Applying Schema.org on the user profile page for improved author authority on Google

First off, Schema.org is very well applied throughout the forums!

I would like to know however if it could be possible to give an ‘author’ some more authority for Google search results by also applying Schema.org to the profile page and additionally adding the possibility to link social media accounts to that profile.

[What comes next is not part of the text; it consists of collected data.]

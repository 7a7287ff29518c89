//! Asynchronous facade over the blocking components
//!
//! The lock-based components block their calling thread. Async callers reach
//! them through this module, which moves the blocking work onto tokio's
//! blocking pool:
//!
//! - **TransferBatch**: concurrent execution of many transfers with bounded
//!   parallelism and shared cancellation

pub mod transfer_batch;

pub use transfer_batch::{TransferBatch, TransferRequest, TransferResult};
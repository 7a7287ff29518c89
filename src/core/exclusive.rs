//! Mutual-exclusion withdraw
//!
//! The baseline correctness primitive: every withdraw and deposit takes the
//! account's single exclusive lock for the whole check-then-act sequence.
//! Only one lock is ever held, so this component cannot deadlock.

use super::balance::{apply_deposit, apply_withdrawal, ensure_non_negative};
use super::interrupt::{acquire, Deadline, WaitError};
use super::traits::Withdraw;
use crate::config::LockConfig;
use crate::types::{Account, LedgerError, Outcome};
use rust_decimal::Decimal;
use std::time::Duration;
use tokio_util::sync::CancellationToken;

/// Withdraw and deposit under the account's exclusive lock
#[derive(Debug, Clone)]
pub struct ExclusiveWithdraw {
    /// Park slice between cancellation checks
    poll_interval: Duration,
}

impl ExclusiveWithdraw {
    /// Create a withdraw component using the configured poll interval
    pub fn new(config: &LockConfig) -> Self {
        Self {
            poll_interval: config.poll_interval(),
        }
    }

    /// Withdraw funds, blocking until the account lock is free
    ///
    /// # Returns
    ///
    /// * `Ok(Outcome::Success)` - the balance covered `amount` and was debited
    /// * `Ok(Outcome::InsufficientFunds)` - the balance was left unchanged
    ///
    /// # Errors
    ///
    /// Returns `NegativeAmount` for `amount < 0`, before the lock is taken.
    pub fn withdraw(&self, account: &Account, amount: Decimal) -> Result<Outcome, LedgerError> {
        ensure_non_negative(amount, "withdraw")?;

        let mut balance = account.lock();
        let outcome = apply_withdrawal(&mut balance, amount, account.id())?;

        tracing::debug!(
            account = account.id(),
            %amount,
            %outcome,
            balance = %*balance,
            "withdraw"
        );
        Ok(outcome)
    }

    /// Deposit funds, blocking until the account lock is free
    ///
    /// # Errors
    ///
    /// Returns `NegativeAmount` for `amount < 0` and `ArithmeticOverflow` if
    /// the credit cannot be represented.
    pub fn deposit(&self, account: &Account, amount: Decimal) -> Result<Outcome, LedgerError> {
        ensure_non_negative(amount, "deposit")?;

        let mut balance = account.lock();
        apply_deposit(&mut balance, amount, account.id())
    }
}

impl Default for ExclusiveWithdraw {
    fn default() -> Self {
        Self::new(&LockConfig::default())
    }
}

impl Withdraw for ExclusiveWithdraw {
    fn withdraw_interruptibly(
        &self,
        account: &Account,
        amount: Decimal,
        cancel: &CancellationToken,
    ) -> Result<Outcome, LedgerError> {
        ensure_non_negative(amount, "withdraw")?;

        let mut balance = match acquire(
            account.lock_handle(),
            &Deadline::never(),
            cancel,
            self.poll_interval,
        ) {
            Ok(guard) => guard,
            Err(WaitError::Interrupted) | Err(WaitError::TimedOut) => {
                tracing::debug!(account = account.id(), "withdraw interrupted");
                return Ok(Outcome::Interrupted);
            }
        };

        apply_withdrawal(&mut balance, amount, account.id())
    }
}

There’s a Schema.org ProfilePage type which can be found here: ProfilePage - Schema.org Type

Not all will be necessary, but here’s some example markup of how it could be implemented:

<script type="application/ld+json">
{
    "@context" : "http://schema.org",
    "@type" : "ProfilePage",
    "mainEntity" : {
        "@type" : "Person",
        "name" : "Jane Doe",
        "givenName" : "Jane",
        "familyName" : "Doe",
        "email" : "jdoe@examplelaw.com",
        "telephone" : "9195555555",
        "jobTitle" : "Partner",
        "image" : "https://www.examplelaw.com/wp-content/examplelaw/2018/02/jane-doe.jpg",
        "url" : "https://www.examplelaw.com/attorney/jane-doe/",
        "worksFor": {
            "@type": "Organization",
            "name": "Example Law Firm",
            "url": "https://www.examplelaw.com/",
            "address": {
                "@type": "PostalAddress",
                "addressLocality": "Raleigh",
                "addressRegion": "NC",
                "postalCode": "27604",
                "streetAddress": "100 Main Street, Suite 201",
                "addressCountry": "USA"
            }
        },
        "gender": "female",
        "alumniOf": [
            {
                "@type" : "CollegeOrUniversity",
                "name" : "University of North Carolina at Chapel Hill"
            },
            {
                "@type" : "CollegeOrUniversity",
                "name" : "University of North Carolina School of Law"
            }
        ],
        "memberOf": [
            "North Carolina State Bar",
            "Wake County Bar",
            "North Carolina Board Certified Family Law Specialist",
            "Certified Parenting Coordinator",
            "NCDRC Certified Family Financial Mediator"
        ],
        "award": [
            "North Carolina Super Lawyers, Rising Star 2018",
            "Business Leader Magazine, North Carolina Top Family Lawyer"
        ],
        "sameAs": [
            "https://www.facebook.com/JaneDoeAttorney/",
            "https://www.linkedin.com/in/jane-doe-attorney",
            "https://twitter.com/janedoeattorney"
        ]
    }
}
</script>

Where especially ‘sameAs’ would be a welcoming asset.

3 Likes

By default, the profile page is prohibited from indexing, or am I confusing something?

3 Likes

I think we relaxed that recently, profile pages are now indexed as I recall.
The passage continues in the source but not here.